INSTRUCTIONS FOR THE TASK:
Look through the records below for the line holding "self.0.body_mut()". Write it out exactly, with each following line through the line holding "self.0.save(session).await".

THE RECORDS:

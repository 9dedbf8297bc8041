//! Monitoring result files
//!
//! Baselining and monitoring jobs write JSON documents to blob storage. Each
//! wrapper keeps the parsed body together with the URI it came from so that
//! edits can be saved back in place.

use serde_json::{Value, json};
use std::path::Path;
use tracing::info;

use crate::error::{ClientError, Result};
use crate::naming::unique_name_from_base;
use crate::s3::{S3Uri, s3_path_join};
use crate::session::Session;

pub const STATISTICS_FILE_NAME: &str = "statistics.json";
pub const CONSTRAINTS_FILE_NAME: &str = "constraints.json";
pub const CONSTRAINT_VIOLATIONS_FILE_NAME: &str = "constraint_violations.json";

const LOCAL_FILES_PREFIX: &str = "model-monitor/files";

/// JSON document stored at a blob storage URI
#[derive(Debug, Clone, PartialEq)]
pub struct MonitoringFile {
    body: Value,
    file_s3_uri: String,
}

impl MonitoringFile {
    pub fn new(body: Value, file_s3_uri: impl Into<String>) -> Self {
        Self {
            body,
            file_s3_uri: file_s3_uri.into(),
        }
    }

    /// Reads and parses the document at `uri`
    pub async fn from_s3_uri(session: &Session, uri: &str) -> Result<Self> {
        let text = session.read_string(uri).await?;
        let body = serde_json::from_str(&text)
            .map_err(|e| ClientError::ParseError(format!("{uri} is not valid JSON: {e}")))?;
        Ok(Self::new(body, uri))
    }

    /// Uploads a local JSON file to the default bucket and parses it
    pub async fn from_file_path(session: &Session, path: impl AsRef<Path>) -> Result<Self> {
        let path = path.as_ref();
        let text = tokio::fs::read_to_string(path).await?;
        let body: Value = serde_json::from_str(&text).map_err(|e| {
            ClientError::ParseError(format!("{} is not valid JSON: {e}", path.display()))
        })?;

        let file_name = path
            .file_name()
            .map(|n| n.to_string_lossy().into_owned())
            .ok_or_else(|| ClientError::validation(format!("{} has no file name", path.display())))?;
        let upload_id = unique_name_from_base("upload", 63);
        let prefix = s3_path_join([LOCAL_FILES_PREFIX, upload_id.as_str(), file_name.as_str()]);
        let uri = S3Uri::new(session.default_bucket(), prefix).to_string();

        session.upload_string(&text, &uri).await?;
        Ok(Self::new(body, uri))
    }

    pub fn body(&self) -> &Value {
        &self.body
    }

    pub fn body_mut(&mut self) -> &mut Value {
        &mut self.body
    }

    pub fn file_s3_uri(&self) -> &str {
        &self.file_s3_uri
    }

    /// Writes the body back to its URI
    pub async fn save(&self, session: &Session) -> Result<()> {
        let text = serde_json::to_string(&self.body)
            .map_err(|e| ClientError::InternalError(e.to_string()))?;
        session.upload_string(&text, &self.file_s3_uri).await?;
        info!(uri = %self.file_s3_uri, "Saved monitoring file");
        Ok(())
    }

    /// Writes the body to a new URI, which becomes the file's location
    pub async fn save_to(&mut self, session: &Session, uri: impl Into<String>) -> Result<()> {
        self.file_s3_uri = uri.into();
        self.save(session).await
    }
}

macro_rules! monitoring_file {
    ($(#[$meta:meta])* $name:ident) => {
        $(#[$meta])*
        #[derive(Debug, Clone, PartialEq)]
        pub struct $name(MonitoringFile);

        impl $name {
            pub fn new(body: Value, file_s3_uri: impl Into<String>) -> Self {
                Self(MonitoringFile::new(body, file_s3_uri))
            }

            pub async fn from_s3_uri(session: &Session, uri: &str) -> Result<Self> {
                MonitoringFile::from_s3_uri(session, uri).await.map(Self)
            }

            pub async fn from_file_path(session: &Session, path: impl AsRef<Path>) -> Result<Self> {
                MonitoringFile::from_file_path(session, path).await.map(Self)
            }

            pub fn body(&self) -> &Value {
                self.0.body()
            }

            pub fn body_mut(&mut self) -> &mut Value {
                self.0.body_mut()
            }

            pub fn file_s3_uri(&self) -> &str {
                self.0.file_s3_uri()
            }

            pub async fn save(&self, session: &Session) -> Result<()> {
                self.0.save(session).await
            }

            pub async fn save_to(&mut self, session: &Session, uri: impl Into<String>) -> Result<()> {
                self.0.save_to(session, uri).await
            }
        }
    };
}

monitoring_file!(
    /// Dataset statistics computed by a baselining or monitoring job
    Statistics
);

monitoring_file!(
    /// Constraints suggested by a baselining job
    Constraints
);

monitoring_file!(
    /// Violations found by a monitoring execution
    ConstraintViolations
);

impl Constraints {
    /// Turns constraint evaluation on or off for the whole dataset
    pub fn set_monitoring(&mut self, enabled: bool) {
        let flag = evaluate_flag(enabled);
        let body = self.body_mut();
        if !body.is_object() {
            *body = json!({});
        }
        match body.get_mut("monitoring_config") {
            Some(Value::Object(config)) => {
                config.insert("evaluate_constraints".to_string(), flag);
            }
            _ => {
                body["monitoring_config"] = json!({ "evaluate_constraints": flag });
            }
        }
    }

    /// Turns constraint evaluation on or off for one feature
    ///
    /// Returns whether a feature with that name exists.
    pub fn set_feature_monitoring(&mut self, feature_name: &str, enabled: bool) -> bool {
        let Some(features) = self
            .body_mut()
            .get_mut("features")
            .and_then(Value::as_array_mut)
        else {
            return false;
        };

        let mut found = false;
        for feature in features
            .iter_mut()
            .filter(|f| f.get("name").and_then(Value::as_str) == Some(feature_name))
        {
            match feature.get_mut("monitoringConfigOverrides") {
                Some(Value::Object(overrides)) => {
                    overrides.insert("evaluateConstraints".to_string(), evaluate_flag(enabled));
                }
                _ => {
                    feature["monitoringConfigOverrides"] =
                        json!({ "evaluateConstraints": evaluate_flag(enabled) });
                }
            }
            found = true;
        }
        found
    }
}

fn evaluate_flag(enabled: bool) -> Value {
    Value::from(if enabled { "Enabled" } else { "Disabled" })
}
//! AutoML job DTOs

use serde::{Deserialize, Serialize};

use crate::dto::common::{S3DataSource, Tag, VpcConfig};

/// Request to create an AutoML job
#[derive(Debug, Clone, PartialEq, Serialize, Deserialize)]
#[serde(rename_all = "PascalCase")]
pub struct CreateAutoMlJobRequest {
    #[serde(rename = "AutoMLJobName")]
    pub job_name: String,
    pub input_data_config: Vec<AutoMlChannel>,
    pub output_data_config: OutputDataConfig,
    #[serde(rename = "AutoMLJobConfig")]
    pub job_config: AutoMlJobConfig,
    pub role_arn: String,
    pub generate_candidate_definitions_only: bool,
    #[serde(default, skip_serializing_if = "Option::is_none")]
    pub problem_type: Option<ProblemType>,
    #[serde(
        rename = "AutoMLJobObjective",
        default,
        skip_serializing_if = "Option::is_none"
    )]
    pub job_objective: Option<AutoMlJobObjective>,
    #[serde(default, skip_serializing_if = "Vec::is_empty")]
    pub tags: Vec<Tag>,
}

/// One input channel of an AutoML job
#[derive(Debug, Clone, PartialEq, Eq, Serialize, Deserialize)]
#[serde(rename_all = "PascalCase")]
pub struct AutoMlChannel {
    pub data_source: AutoMlDataSource,
    pub target_attribute_name: String,
    #[serde(default, skip_serializing_if = "Option::is_none")]
    pub compression_type: Option<String>,
}

#[derive(Debug, Clone, PartialEq, Eq, Serialize, Deserialize)]
#[serde(rename_all = "PascalCase")]
pub struct AutoMlDataSource {
    pub s3_data_source: S3DataSource,
}

/// Where job artifacts are written
#[derive(Debug, Clone, PartialEq, Eq, Serialize, Deserialize)]
#[serde(rename_all = "PascalCase")]
pub struct OutputDataConfig {
    pub s3_output_path: String,
    #[serde(default, skip_serializing_if = "Option::is_none")]
    pub kms_key_id: Option<String>,
}

#[derive(Debug, Clone, PartialEq, Eq, Serialize, Deserialize)]
#[serde(rename_all = "PascalCase")]
pub struct AutoMlJobConfig {
    pub completion_criteria: CompletionCriteria,
    pub security_config: SecurityConfig,
}

/// Stopping condition of an AutoML search
#[derive(Debug, Clone, Copy, PartialEq, Eq, Serialize, Deserialize)]
#[serde(rename_all = "PascalCase")]
pub struct CompletionCriteria {
    pub max_candidates: u32,
    #[serde(default, skip_serializing_if = "Option::is_none")]
    pub max_runtime_per_training_job_in_seconds: Option<u64>,
    #[serde(
        rename = "MaxAutoMLJobRuntimeInSeconds",
        default,
        skip_serializing_if = "Option::is_none"
    )]
    pub max_job_runtime_in_seconds: Option<u64>,
}

#[derive(Debug, Clone, PartialEq, Eq, Serialize, Deserialize)]
#[serde(rename_all = "PascalCase")]
pub struct SecurityConfig {
    pub enable_inter_container_traffic_encryption: bool,
    #[serde(default, skip_serializing_if = "Option::is_none")]
    pub volume_kms_key_id: Option<String>,
    #[serde(default, skip_serializing_if = "Option::is_none")]
    pub vpc_config: Option<VpcConfig>,
}

/// Kind of supervised problem an AutoML job solves
#[derive(Debug, Clone, Copy, PartialEq, Eq, Serialize, Deserialize)]
pub enum ProblemType {
    Regression,
    BinaryClassification,
    MulticlassClassification,
}

/// Metric the AutoML search optimizes
#[derive(Debug, Clone, PartialEq, Eq, Serialize, Deserialize)]
#[serde(rename_all = "PascalCase")]
pub struct AutoMlJobObjective {
    pub metric_name: String,
}

impl AutoMlJobObjective {
    pub fn new(metric_name: impl Into<String>) -> Self {
        Self {
            metric_name: metric_name.into(),
        }
    }
}

/// Sort key for candidate listings
#[derive(Debug, Clone, Copy, PartialEq, Eq, Serialize, Deserialize)]
pub enum CandidateSortBy {
    CreationTime,
    Status,
    FinalObjectiveMetricValue,
}

#[derive(Debug, Clone, Copy, PartialEq, Eq, Serialize, Deserialize)]
pub enum SortOrder {
    Ascending,
    Descending,
}

/// Request to list the candidates of an AutoML job
///
/// Filters left as `None` are not sent.
#[derive(Debug, Clone, Default, PartialEq, Eq, Serialize, Deserialize)]
#[serde(rename_all = "PascalCase")]
pub struct ListCandidatesRequest {
    #[serde(rename = "AutoMLJobName")]
    pub job_name: String,
    #[serde(default, skip_serializing_if = "Option::is_none")]
    pub status_equals: Option<String>,
    #[serde(default, skip_serializing_if = "Option::is_none")]
    pub candidate_name_equals: Option<String>,
    #[serde(default, skip_serializing_if = "Option::is_none")]
    pub candidate_arn_equals: Option<String>,
    #[serde(default, skip_serializing_if = "Option::is_none")]
    pub sort_order: Option<SortOrder>,
    #[serde(default, skip_serializing_if = "Option::is_none")]
    pub sort_by: Option<CandidateSortBy>,
    #[serde(default, skip_serializing_if = "Option::is_none")]
    pub max_results: Option<u32>,
}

YOUR SOLUTION:
                self.0.body_mut()
            }

            pub fn file_s3_uri(&self) -> &str {
                self.0.file_s3_uri()
            }

            pub async fn save(&self, session: &Session) -> Result<()> {
                self.0.save(session).await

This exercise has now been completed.